第7章 『理解』 5
「おんやぁ?焔じゃないか。なにしに来たんだい?」
メガネを掛けた背の高い女性が無遠慮にこちらの顔を覗き込んでにやりと笑う。
「ビーネ・ヒューズに会いに来たのだが。」
「ビーネに…ご用件は?」
「父親が亡くなったと聞いてな。」
何事にも動揺しないと聞く彼らが、私の言葉にピクリと反応した。
「うーん。これからエイドス中将の葬式なんだ。よかったら参列してく?」
そこに来ればビーネに会えるとでも言いたげな、今会いに行くのはよせと圧力をかけているのか、判断しにくい声色だった。

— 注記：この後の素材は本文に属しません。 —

pub mod event;
pub mod phase;
pub mod surface;
pub mod trial;

pub use event::EventKind;
pub use phase::SessionPhase;
pub use surface::{Bounds, ClickAction, DisplayList, DrawItem, Rgba, Shape, Surface, SurfaceError};
pub use trial::{Contingency, ParseTrialTypeError, RATIO_LEVELS, TrialType};
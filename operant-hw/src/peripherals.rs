use std::io;

/// Lights wired to the chamber
#[derive(Debug, Clone, Copy, PartialEq, Eq, Hash)]
pub enum Light {
    House,
    Hopper,
}

#[derive(Debug, thiserror::Error)]
pub enum HwError {
    #[error("peripheral driver unavailable: {0}")]
    Unavailable(String),
    #[error("GPIO {pin}: {reason}")]
    Pin { pin: u8, reason: String },
    #[error("servo: {0}")]
    Servo(String),
    #[error("hopper calibration: {0}")]
    Calibration(String),
    #[error("I/O error: {0}")]
    Io(#[from] io::Error),
}

/// Actuation interface of the operant chamber
pub trait Peripherals {
    fn set_light(&mut self, light: Light, on: bool) -> Result<(), HwError>;
    /// Moves the hopper servo; `value` is a pulse width in microseconds
    fn set_servo_position(&mut self, value: u32) -> Result<(), HwError>;
    /// Releases the driver; no further commands are expected
    fn stop(&mut self) -> Result<(), HwError>;
}

#[derive(Debug, Clone, Copy, PartialEq, Eq)]
pub enum PeripheralCommand {
    Light(Light, bool),
    Servo(u32),
    Stop,
}

/// In-memory chamber used by the test version and by tests
#[derive(Debug, Default)]
pub struct SimulatedPeripherals {
    commands: Vec<PeripheralCommand>,
    house_light: bool,
    hopper_light: bool,
    servo: Option<u32>,
    stopped: bool,
    servo_fault: bool,
}

impl SimulatedPeripherals {
    pub fn new() -> Self {
        Self::default()
    }

    /// A chamber whose servo refuses every command
    pub fn with_servo_fault() -> Self {
        Self {
            servo_fault: true,
            ..Self::default()
        }
    }

    pub fn commands(&self) -> &[PeripheralCommand] {
        &self.commands
    }

    pub fn light(&self, light: Light) -> bool {
        match light {
            Light::House => self.house_light,
            Light::Hopper => self.hopper_light,
        }
    }

    pub fn servo(&self) -> Option<u32> {
        self.servo
    }

    pub fn is_stopped(&self) -> bool {
        self.stopped
    }
}

impl Peripherals for SimulatedPeripherals {
    fn set_light(&mut self, light: Light, on: bool) -> Result<(), HwError> {
        self.commands.push(PeripheralCommand::Light(light, on));
        match light {
            Light::House => self.house_light = on,
            Light::Hopper => self.hopper_light = on,
        }
        Ok(())
    }

    fn set_servo_position(&mut self, value: u32) -> Result<(), HwError> {
        if self.servo_fault {
            return Err(HwError::Servo(format!("simulated fault moving to {value}")));
        }
        self.commands.push(PeripheralCommand::Servo(value));
        self.servo = Some(value);
        Ok(())
    }

    fn stop(&mut self) -> Result<(), HwError> {
        self.commands.push(PeripheralCommand::Stop);
        self.stopped = true;
        Ok(())
    }
}
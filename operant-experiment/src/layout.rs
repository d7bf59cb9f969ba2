use crate::state::SessionSummary;
use operant_core::surface::{BLACK, WHITE};
use operant_core::{Bounds, ClickAction, Rgba, Surface};

pub const CANVAS_WIDTH: f32 = 1024.0;
pub const CANVAS_HEIGHT: f32 = 768.0;

pub const BACKGROUND_TAG: &str = "bkgrd";
pub const KEY_TAG: &str = "key";
pub const REWARD_TAG: &str = "canvas";

/// The response key, ~192 px across
pub const KEY_BOUNDS: Bounds = Bounds::new(416.0, 288.0, 608.0, 480.0);
/// Black surround extending past the key
pub const KEY_OUTLINE: f32 = 20.0;
pub const MIDPOINT_DIAMETER: f32 = 10.0;
/// Stimulus images are scaled to this square
pub const KEY_PIXELS: f32 = 192.0;

pub const TEXT_CENTER: (f32, f32) = (512.0, 374.0);
pub const TEXT_SIZE: f32 = 25.0;

pub const DOT_DIAMETER: f32 = 24.0;
/// Paint colours the reward screen cycles through, one per peck
pub const DOT_COLORS: [Rgba; 6] = [
    [230, 25, 75, 255],
    [255, 225, 25, 255],
    [60, 180, 75, 255],
    [0, 130, 200, 255],
    [245, 130, 48, 255],
    [145, 30, 180, 255],
];

pub fn canvas_bounds() -> Bounds {
    Bounds::new(0.0, 0.0, CANVAS_WIDTH, CANVAS_HEIGHT)
}

/// Full-screen black rect catching every peck not on the key
pub fn draw_background<S: Surface>(surface: &mut S, action: ClickAction) {
    surface.draw_rect(canvas_bounds(), Some(BLACK), Some(BLACK), Some(BACKGROUND_TAG));
    surface.bind_click(BACKGROUND_TAG, action);
}

/// White square shown once before the first trial
pub fn draw_start_signal<S: Surface>(surface: &mut S) {
    surface.draw_rect(KEY_BOUNDS, Some(WHITE), Some(BLACK), Some(KEY_TAG));
    surface.bind_click(KEY_TAG, ClickAction::StartSignalPress);
}

/// Trial key: dark surround, stimulus image, inner ring, midpoint dot
pub fn draw_keys<S: Surface>(surface: &mut S, stimulus: Option<&str>) {
    let center = KEY_BOUNDS.center();
    surface.draw_oval(KEY_BOUNDS.inflate(KEY_OUTLINE), Some(BLACK), Some(BLACK), Some(KEY_TAG));
    if let Some(image) = stimulus {
        surface.draw_image(center, (KEY_PIXELS, KEY_PIXELS), image, Some(KEY_TAG));
    }
    surface.draw_oval(KEY_BOUNDS, None, Some(BLACK), Some(KEY_TAG));
    surface.draw_oval(
        Bounds::centered(center, MIDPOINT_DIAMETER, MIDPOINT_DIAMETER),
        Some(BLACK),
        Some(BLACK),
        Some(KEY_TAG),
    );
    surface.bind_click(KEY_TAG, ClickAction::KeyPeck);
}

pub fn draw_operator_text<S: Surface>(surface: &mut S, text: &str) {
    surface.draw_text(TEXT_CENTER, text, TEXT_SIZE, WHITE);
}

pub fn placement_text(experiment_id: &str, subject: &str, condition: &str) -> String {
    format!(
        "{experiment_id}\nPlace bird in box, then press space\n\
         Subject: {subject}\nCondition: {condition}"
    )
}

pub fn iti_text(iti_ms: u64) -> String {
    format!("ITI ({} sec.)", iti_ms / 1000)
}

pub fn reinforced_text(hopper_ms: u64) -> String {
    format!("Trial Reinforced\nFood accessible ({} s)", hopper_ms / 1000)
}

pub fn reward_text(summary: &SessionSummary) -> String {
    format!(
        "Session complete\nSubject: {}\nTrials: {} ({} reinforced)\nPress escape to exit",
        summary.subject, summary.trials_completed, summary.reinforced_trials
    )
}

/// Post-session paint screen: the whole canvas takes pecks
pub fn draw_reward_screen<S: Surface>(surface: &mut S, summary: &SessionSummary) {
    surface.draw_rect(canvas_bounds(), Some(BLACK), Some(BLACK), Some(REWARD_TAG));
    surface.bind_click(REWARD_TAG, ClickAction::RewardPeck);
    surface.draw_text((TEXT_CENTER.0, 60.0), &reward_text(summary), TEXT_SIZE, WHITE);
}

/// Leaves a dot where the `n`th reward-screen peck landed
pub fn paint_dot<S: Surface>(surface: &mut S, at: (f32, f32), n: usize) {
    let color = DOT_COLORS[n % DOT_COLORS.len()];
    surface.draw_oval(
        Bounds::centered(at, DOT_DIAMETER, DOT_DIAMETER),
        Some(color),
        Some(color),
        Some(REWARD_TAG),
    );
}

#[cfg(test)]
mod tests {
    use super::*;
    use operant_core::DisplayList;

    #[test]
    fn key_screen_routes_pecks() {
        let mut dl = DisplayList::new();
        draw_background(&mut dl, ClickAction::BackgroundPeck);
        draw_keys(&mut dl, Some("red.png"));
        let (cx, cy) = KEY_BOUNDS.center();
        assert_eq!(dl.hit(cx, cy), Some(ClickAction::KeyPeck));
        // inside the dark surround but outside the image
        assert_eq!(dl.hit(cx, KEY_BOUNDS.y0 - 10.0), Some(ClickAction::KeyPeck));
        assert_eq!(dl.hit(20.0, 20.0), Some(ClickAction::BackgroundPeck));
    }

    #[test]
    fn start_signal_is_a_square() {
        let mut dl = DisplayList::new();
        draw_background(&mut dl, ClickAction::BackgroundPeck);
        draw_start_signal(&mut dl);
        assert_eq!(
            dl.hit(KEY_BOUNDS.x0 + 1.0, KEY_BOUNDS.y0 + 1.0),
            Some(ClickAction::StartSignalPress)
        );
    }

    #[test]
    fn reward_screen_takes_pecks_everywhere() {
        let mut dl = DisplayList::new();
        let summary = SessionSummary {
            subject: "Kurt".into(),
            trials_completed: 80,
            reinforced_trials: 31,
            data_file: None,
            reason: None,
        };
        draw_reward_screen(&mut dl, &summary);
        paint_dot(&mut dl, (100.0, 100.0), 7);
        assert_eq!(dl.hit(100.0, 100.0), Some(ClickAction::RewardPeck));
        assert_eq!(dl.hit(1000.0, 700.0), Some(ClickAction::RewardPeck));
        assert_eq!(dl.items().last().unwrap().fill, Some(DOT_COLORS[1]));
        assert!(dl.texts().next().unwrap().contains("Trials: 80 (31 reinforced)"));
    }

    #[test]
    fn captions() {
        assert_eq!(iti_text(30_000), "ITI (30 sec.)");
        assert_eq!(reinforced_text(4000), "Trial Reinforced\nFood accessible (4 s)");
        assert!(placement_text("P003Fc", "TEST", "INS").ends_with("Condition: INS"));
    }
}
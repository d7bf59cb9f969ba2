use std::sync::atomic::{AtomicU64, Ordering};
use std::sync::Arc;
use std::time::{Duration, Instant};

/// Monotonic session clock, in nanoseconds since the timer was created
pub trait Timer: Clone + Send + Sync {
    fn now(&self) -> u64;

    fn elapsed(&self, since_ns: u64) -> Duration {
        Duration::from_nanos(self.now().saturating_sub(since_ns))
    }

    /// Blocking pause; only used for hardware settling during teardown
    fn sleep(&self, d: Duration);
}

#[derive(Debug, Clone)]
pub struct HighPrecisionTimer {
    pub start: Instant,
}

impl Timer for HighPrecisionTimer {
    fn now(&self) -> u64 {
        self.start.elapsed().as_nanos() as u64
    }

    fn sleep(&self, d: Duration) {
        self.high_precision_sleep(d)
    }
}

impl HighPrecisionTimer {
    pub fn new() -> Self {
        Self {
            start: Instant::now(),
        }
    }

    /// Wall-clock instant matching a timer reading
    pub fn instant_at(&self, ns: u64) -> Instant {
        self.start + Duration::from_nanos(ns)
    }

    pub fn high_precision_sleep(&self, duration: Duration) {
        #[cfg(target_os = "linux")]
        self.linux_sleep(duration);
        #[cfg(not(target_os = "linux"))]
        std::thread::sleep(duration);
    }

    #[cfg(target_os = "linux")]
    fn linux_sleep(&self, duration: Duration) {
        use libc::{clock_nanosleep, timespec, CLOCK_MONOTONIC};

        let req = timespec {
            tv_sec: duration.as_secs() as libc::time_t,
            tv_nsec: duration.subsec_nanos() as libc::c_long,
        };

        unsafe {
            clock_nanosleep(CLOCK_MONOTONIC, 0, &req, std::ptr::null_mut());
        }
    }
}

impl Default for HighPrecisionTimer {
    fn default() -> Self {
        Self::new()
    }
}

/// Hand-driven clock for tests and simulations; `sleep` advances it
#[derive(Debug, Clone, Default)]
pub struct ManualTimer {
    now_ns: Arc<AtomicU64>,
}

impl ManualTimer {
    pub fn new() -> Self {
        Self::default()
    }

    pub fn advance(&self, d: Duration) {
        self.now_ns
            .fetch_add(d.as_nanos() as u64, Ordering::SeqCst);
    }

    /// Moves the clock forward to `ns`; never moves it backwards
    pub fn set(&self, ns: u64) {
        self.now_ns.fetch_max(ns, Ordering::SeqCst);
    }
}

impl Timer for ManualTimer {
    fn now(&self) -> u64 {
        self.now_ns.load(Ordering::SeqCst)
    }

    fn sleep(&self, d: Duration) {
        self.advance(d);
    }
}

#[cfg(test)]
mod tests {
    use super::*;

    #[test]
    fn manual_timer_is_shared_between_clones() {
        let t = ManualTimer::new();
        let view = t.clone();
        t.advance(Duration::from_millis(1500));
        assert_eq!(view.now(), 1_500_000_000);
        view.sleep(Duration::from_millis(500));
        assert_eq!(t.elapsed(0), Duration::from_secs(2));
        t.set(10);
        assert_eq!(t.now(), 2_000_000_000);
    }

    #[test]
    fn high_precision_timer_is_monotonic() {
        let t = HighPrecisionTimer::new();
        let a = t.now();
        t.sleep(Duration::from_millis(2));
        let b = t.now();
        assert!(b >= a + 2_000_000);
        assert!(t.elapsed(a) >= Duration::from_millis(2));
    }
}
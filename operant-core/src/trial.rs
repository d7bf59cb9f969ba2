use std::fmt;
use std::str::FromStr;

/// Ratio divisors used by every condition, in presentation order
pub const RATIO_LEVELS: [u32; 4] = [2, 5, 20, 50];

/// Reinforcement contingency, also the between-subjects condition label
#[derive(Debug, Clone, Copy, PartialEq, Eq, Hash)]
pub enum Contingency {
    /// Pecking produces food (INS)
    Instrumental,
    /// Pecking cancels food (OMS)
    Omission,
}

impl Contingency {
    pub fn code(&self) -> &'static str {
        match self {
            Contingency::Instrumental => "INS",
            Contingency::Omission => "OMS",
        }
    }

    /// Outcome of a trial before any peck is rolled
    pub fn default_reinforced(&self) -> bool {
        matches!(self, Contingency::Omission)
    }

    /// Outcome written by a successful roll
    pub fn reinforced_on_success(&self) -> bool {
        matches!(self, Contingency::Instrumental)
    }
}

impl fmt::Display for Contingency {
    fn fmt(&self, f: &mut fmt::Formatter<'_>) -> fmt::Result {
        f.write_str(self.code())
    }
}

impl FromStr for Contingency {
    type Err = ParseTrialTypeError;

    fn from_str(s: &str) -> Result<Self, Self::Err> {
        match s.trim().to_ascii_uppercase().as_str() {
            "INS" => Ok(Contingency::Instrumental),
            "OMS" => Ok(Contingency::Omission),
            _ => Err(ParseTrialTypeError::UnknownContingency(s.to_string())),
        }
    }
}

#[derive(Debug, Clone, PartialEq, Eq, thiserror::Error)]
pub enum ParseTrialTypeError {
    #[error("unknown contingency '{0}' (expected INS or OMS)")]
    UnknownContingency(String),
    #[error("unsupported ratio '{0}' (expected one of 2, 5, 20, 50)")]
    UnknownRatio(String),
    #[error("malformed trial type code '{0}'")]
    Malformed(String),
}

/// One entry of the schedule table: a contingency paired with a ratio divisor
#[derive(Debug, Clone, Copy, PartialEq, Eq, Hash)]
pub struct TrialType {
    pub contingency: Contingency,
    pub ratio: u32,
}

impl TrialType {
    /// The full schedule table, in the column order of the assignment sheet
    pub const ALL: [TrialType; 8] = [
        TrialType::new(Contingency::Instrumental, 2),
        TrialType::new(Contingency::Instrumental, 5),
        TrialType::new(Contingency::Instrumental, 20),
        TrialType::new(Contingency::Instrumental, 50),
        TrialType::new(Contingency::Omission, 2),
        TrialType::new(Contingency::Omission, 5),
        TrialType::new(Contingency::Omission, 20),
        TrialType::new(Contingency::Omission, 50),
    ];

    pub const fn new(contingency: Contingency, ratio: u32) -> Self {
        Self { contingency, ratio }
    }

    /// The four trial types available to subjects in `condition`
    pub fn for_condition(condition: Contingency) -> [TrialType; 4] {
        RATIO_LEVELS.map(|ratio| TrialType::new(condition, ratio))
    }

    /// Sheet/log code, e.g. `INS_20`
    pub fn code(&self) -> String {
        self.to_string()
    }
}

impl fmt::Display for TrialType {
    fn fmt(&self, f: &mut fmt::Formatter<'_>) -> fmt::Result {
        write!(f, "{}_{}", self.contingency.code(), self.ratio)
    }
}

impl FromStr for TrialType {
    type Err = ParseTrialTypeError;

    fn from_str(s: &str) -> Result<Self, Self::Err> {
        let (contingency, ratio) = s
            .trim()
            .split_once('_')
            .ok_or_else(|| ParseTrialTypeError::Malformed(s.to_string()))?;
        let contingency = contingency.parse::<Contingency>()?;
        let ratio = ratio
            .parse::<u32>()
            .ok()
            .filter(|r| RATIO_LEVELS.contains(r))
            .ok_or_else(|| ParseTrialTypeError::UnknownRatio(ratio.to_string()))?;
        Ok(TrialType::new(contingency, ratio))
    }
}
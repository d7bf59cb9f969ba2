use operant_core::{Contingency, TrialType};
use rand::Rng;
use rand::seq::SliceRandom;
use tracing::debug;

/// Longest allowed run of one trial type
pub const MAX_RUN: usize = 3;

/// Reshuffles tried before giving up
pub const DEFAULT_MAX_ATTEMPTS: usize = 10_000;

#[derive(Debug, Clone, PartialEq, Eq, thiserror::Error)]
pub enum SequenceError {
    #[error("sequence length {0} is not a positive multiple of 4")]
    UnevenLength(usize),
    #[error("no ordering without runs longer than {max_run} after {attempts} shuffles")]
    NotConverged { attempts: usize, max_run: usize },
}

/// Builds the session's trial order: `len / 4` trials of each ratio level of
/// `condition`, shuffled until no trial type repeats more than three times in a
/// row.
pub fn generate_sequence<R: Rng>(
    condition: Contingency,
    len: usize,
    rng: &mut R,
    max_attempts: usize,
) -> Result<Vec<TrialType>, SequenceError> {
    if len == 0 || len % 4 != 0 {
        return Err(SequenceError::UnevenLength(len));
    }
    let mut trials: Vec<TrialType> = TrialType::for_condition(condition)
        .into_iter()
        .cycle()
        .take(len)
        .collect();
    let attempts = shuffle_without_runs(&mut trials, MAX_RUN, rng, max_attempts)?;
    debug!("Trial order for {} found after {} shuffle(s)", condition, attempts);
    Ok(trials)
}

/// Full reshuffles of `items` until its longest run is at most `max_run`.
/// Returns the number of shuffles used.
pub fn shuffle_without_runs<T: PartialEq, R: Rng>(
    items: &mut [T],
    max_run: usize,
    rng: &mut R,
    max_attempts: usize,
) -> Result<usize, SequenceError> {
    for attempt in 1..=max_attempts {
        items.shuffle(rng);
        if longest_run(items) <= max_run {
            return Ok(attempt);
        }
    }
    Err(SequenceError::NotConverged {
        attempts: max_attempts,
        max_run,
    })
}

/// Length of the longest stretch of equal neighbours
pub fn longest_run<T: PartialEq>(items: &[T]) -> usize {
    let mut best = 0;
    let mut run = 0;
    for (i, item) in items.iter().enumerate() {
        run = if i > 0 && items[i - 1] == *item { run + 1 } else { 1 };
        best = best.max(run);
    }
    best
}

#[cfg(test)]
mod tests {
    use super::*;
    use operant_core::RATIO_LEVELS;
    use proptest::prelude::*;
    use rand::SeedableRng;
    use rand::rngs::StdRng;

    #[test]
    fn runs_are_measured() {
        assert_eq!(longest_run::<u8>(&[]), 0);
        assert_eq!(longest_run(&[1]), 1);
        assert_eq!(longest_run(&[1, 1, 2, 2, 2, 1]), 3);
        assert_eq!(longest_run(&[3, 3, 3, 3]), 4);
    }

    #[test]
    fn rejects_uneven_lengths() {
        let mut rng = StdRng::seed_from_u64(1);
        assert_eq!(
            generate_sequence(Contingency::Omission, 0, &mut rng, 10),
            Err(SequenceError::UnevenLength(0))
        );
        assert_eq!(
            generate_sequence(Contingency::Omission, 10, &mut rng, 10),
            Err(SequenceError::UnevenLength(10))
        );
    }

    #[test]
    fn gives_up_on_impossible_orderings() {
        let mut rng = StdRng::seed_from_u64(2);
        let mut same = [7u8; 8];
        assert_eq!(
            shuffle_without_runs(&mut same, MAX_RUN, &mut rng, 25),
            Err(SequenceError::NotConverged {
                attempts: 25,
                max_run: MAX_RUN
            })
        );
    }

    #[test]
    fn standard_session_order() {
        let mut rng = StdRng::seed_from_u64(80);
        let seq = generate_sequence(Contingency::Instrumental, 80, &mut rng, DEFAULT_MAX_ATTEMPTS)
            .unwrap();
        assert_eq!(seq.len(), 80);
        for ratio in RATIO_LEVELS {
            assert_eq!(seq.iter().filter(|t| t.ratio == ratio).count(), 20);
        }
        assert!(seq.iter().all(|t| t.contingency == Contingency::Instrumental));
        assert!(longest_run(&seq) <= MAX_RUN);
    }

    proptest! {
        #[test]
        fn generated_orders_are_balanced_and_run_free(
            seed in any::<u64>(),
            quarter in 1usize..=30,
            omission in any::<bool>(),
        ) {
            let condition =
                if omission { Contingency::Omission } else { Contingency::Instrumental };
            let mut rng = StdRng::seed_from_u64(seed);
            let seq =
                generate_sequence(condition, quarter * 4, &mut rng, DEFAULT_MAX_ATTEMPTS).unwrap();
            prop_assert_eq!(seq.len(), quarter * 4);
            for tt in TrialType::for_condition(condition) {
                prop_assert_eq!(seq.iter().filter(|t| **t == tt).count(), quarter);
            }
            prop_assert!(longest_run(&seq) <= MAX_RUN);
        }
    }
}
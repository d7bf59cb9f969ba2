use std::cmp::{Ordering, Reverse};
use std::collections::BinaryHeap;
use std::time::Duration;

struct Scheduled<E> {
    due_ns: u64,
    seq: u64,
    event: E,
}

impl<E> PartialEq for Scheduled<E> {
    fn eq(&self, other: &Self) -> bool {
        self.due_ns == other.due_ns && self.seq == other.seq
    }
}

impl<E> Eq for Scheduled<E> {}

impl<E> PartialOrd for Scheduled<E> {
    fn partial_cmp(&self, other: &Self) -> Option<Ordering> {
        Some(self.cmp(other))
    }
}

impl<E> Ord for Scheduled<E> {
    fn cmp(&self, other: &Self) -> Ordering {
        self.due_ns
            .cmp(&other.due_ns)
            .then(self.seq.cmp(&other.seq))
    }
}

/// Deferred callbacks for a single-threaded event loop.
///
/// Events fire in deadline order; equal deadlines fire in the order they
/// were scheduled. Nothing is ever cancelled individually, the owner either
/// lets an event fire or drops the whole queue with [`TimerQueue::clear`].
pub struct TimerQueue<E> {
    heap: BinaryHeap<Reverse<Scheduled<E>>>,
    next_seq: u64,
}

impl<E> TimerQueue<E> {
    pub fn new() -> Self {
        Self {
            heap: BinaryHeap::new(),
            next_seq: 0,
        }
    }

    /// Schedules `event` to fire `delay` after `now_ns`
    pub fn schedule(&mut self, now_ns: u64, delay: Duration, event: E) {
        let due_ns = now_ns.saturating_add(delay.as_nanos() as u64);
        self.schedule_at(due_ns, event);
    }

    pub fn schedule_at(&mut self, due_ns: u64, event: E) {
        let seq = self.next_seq;
        self.next_seq += 1;
        self.heap.push(Reverse(Scheduled { due_ns, seq, event }));
    }

    /// Pops the earliest event whose deadline has passed
    pub fn pop_due(&mut self, now_ns: u64) -> Option<E> {
        if self.heap.peek()?.0.due_ns > now_ns {
            return None;
        }
        self.heap.pop().map(|Reverse(s)| s.event)
    }

    pub fn next_due(&self) -> Option<u64> {
        self.heap.peek().map(|Reverse(s)| s.due_ns)
    }

    pub fn len(&self) -> usize {
        self.heap.len()
    }

    pub fn is_empty(&self) -> bool {
        self.heap.is_empty()
    }

    pub fn clear(&mut self) {
        self.heap.clear();
    }
}

impl<E> Default for TimerQueue<E> {
    fn default() -> Self {
        Self::new()
    }
}

#[cfg(test)]
mod tests {
    use super::*;

    #[test]
    fn fires_in_deadline_then_schedule_order() {
        let mut q = TimerQueue::new();
        q.schedule(0, Duration::from_millis(30), "late");
        q.schedule(0, Duration::from_millis(10), "first");
        q.schedule(0, Duration::from_millis(10), "second");
        assert_eq!(q.next_due(), Some(10_000_000));

        assert_eq!(q.pop_due(5_000_000), None);
        assert_eq!(q.pop_due(10_000_000), Some("first"));
        assert_eq!(q.pop_due(10_000_000), Some("second"));
        assert_eq!(q.pop_due(10_000_000), None);
        assert_eq!(q.len(), 1);
        assert_eq!(q.pop_due(u64::MAX), Some("late"));
        assert!(q.is_empty());
    }

    #[test]
    fn clear_drops_pending_events() {
        let mut q = TimerQueue::new();
        q.schedule(0, Duration::from_secs(1), 1);
        q.schedule(0, Duration::from_secs(2), 2);
        q.clear();
        assert_eq!(q.pop_due(u64::MAX), None);
        assert_eq!(q.next_due(), None);
    }
}
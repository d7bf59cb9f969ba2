pub mod config;
pub mod layout;
pub mod log;
pub mod outcome;
pub mod sequence;
pub mod state;
pub mod stimuli;
pub mod trial;

pub use config::{ConfigError, SessionConfig, SessionTimings};
pub use log::{EventRecord, LogError, SessionLog};
pub use outcome::{reinforcement_probability, resolve_outcome};
pub use sequence::{SequenceError, generate_sequence};
pub use state::{EndReason, SessionError, SessionStateMachine, SessionSummary};
pub use stimuli::{StimulusAssignments, StimulusError};
pub use trial::{PeckCounters, Trial};
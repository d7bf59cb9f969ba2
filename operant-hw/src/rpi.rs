use crate::peripherals::{HwError, Light, Peripherals};
use rppal::gpio::{Gpio, OutputPin};
use std::time::Duration;
use tracing::info;

// BCM numbering, not header pin numbers
pub const SERVO_GPIO: u8 = 2;
pub const HOPPER_LIGHT_GPIO: u8 = 13;
pub const HOUSE_LIGHT_GPIO: u8 = 21;

/// 50 Hz servo frame
const SERVO_PERIOD: Duration = Duration::from_millis(20);

pub struct RpiPeripherals {
    servo: OutputPin,
    hopper_light: OutputPin,
    house_light: OutputPin,
}

impl RpiPeripherals {
    /// Claims the chamber's pins. Any failure here is fatal for the session.
    pub fn open() -> Result<Self, HwError> {
        let gpio = Gpio::new().map_err(|e| HwError::Unavailable(e.to_string()))?;
        let output = |pin: u8| -> Result<OutputPin, HwError> {
            gpio.get(pin)
                .map(|p| p.into_output_low())
                .map_err(|e| HwError::Pin {
                    pin,
                    reason: e.to_string(),
                })
        };
        let rpi = Self {
            servo: output(SERVO_GPIO)?,
            hopper_light: output(HOPPER_LIGHT_GPIO)?,
            house_light: output(HOUSE_LIGHT_GPIO)?,
        };
        info!(
            "GPIO ready: servo {}, hopper light {}, house light {}",
            SERVO_GPIO, HOPPER_LIGHT_GPIO, HOUSE_LIGHT_GPIO
        );
        Ok(rpi)
    }
}

impl Peripherals for RpiPeripherals {
    fn set_light(&mut self, light: Light, on: bool) -> Result<(), HwError> {
        let pin = match light {
            Light::House => &mut self.house_light,
            Light::Hopper => &mut self.hopper_light,
        };
        if on {
            pin.set_high();
        } else {
            pin.set_low();
        }
        Ok(())
    }

    fn set_servo_position(&mut self, value: u32) -> Result<(), HwError> {
        self.servo
            .set_pwm(SERVO_PERIOD, Duration::from_micros(value as u64))
            .map_err(|e| HwError::Servo(e.to_string()))
    }

    fn stop(&mut self) -> Result<(), HwError> {
        self.servo
            .clear_pwm()
            .map_err(|e| HwError::Servo(e.to_string()))?;
        self.servo.set_low();
        self.hopper_light.set_low();
        self.house_light.set_low();
        Ok(())
    }
}
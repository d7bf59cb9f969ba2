pub mod chamber;
pub mod peripherals;
#[cfg(feature = "rpi")]
pub mod rpi;

pub use chamber::{HopperCalibration, OperantBox};
pub use peripherals::{HwError, Light, PeripheralCommand, Peripherals, SimulatedPeripherals};
#[cfg(feature = "rpi")]
pub use rpi::RpiPeripherals;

参列する。と返事を返すと、なら一緒に行こうと共に行動することとなった。
「焔。今日は顔見せするには絶好の機会だと思わない?中将が亡くなったんだ、それに近しい人物が目白押しだよ。」
…この女。
「あ。もしかして興味なかった?」
葬儀に参列すれば、もちろんビーネの姿はあった。
軍の嫌われ者の監査司令部もずらりと顔をそろえ、そこに参列している軍人たちはひそひそと陰口をたたく。
「なんだか嫌な空気だな。」
「エイドス中将、それほどに嫌われていたのでしょうか。」
「もっぱら普通の軍人にとっては、死神みたいなものだからな。」
やっつけで形式ばった葬式は終わり、中将も早々に墓に埋められていた。
監査司令の人たちも形式的に花を手向け祈りを下げ、誰ひとり口を利かず、静々とビーネの周りに蠢いていた。
「ロイ。」
か細い声で名前を呼ばれ、振り返れば疲れた顔をしたビーネ。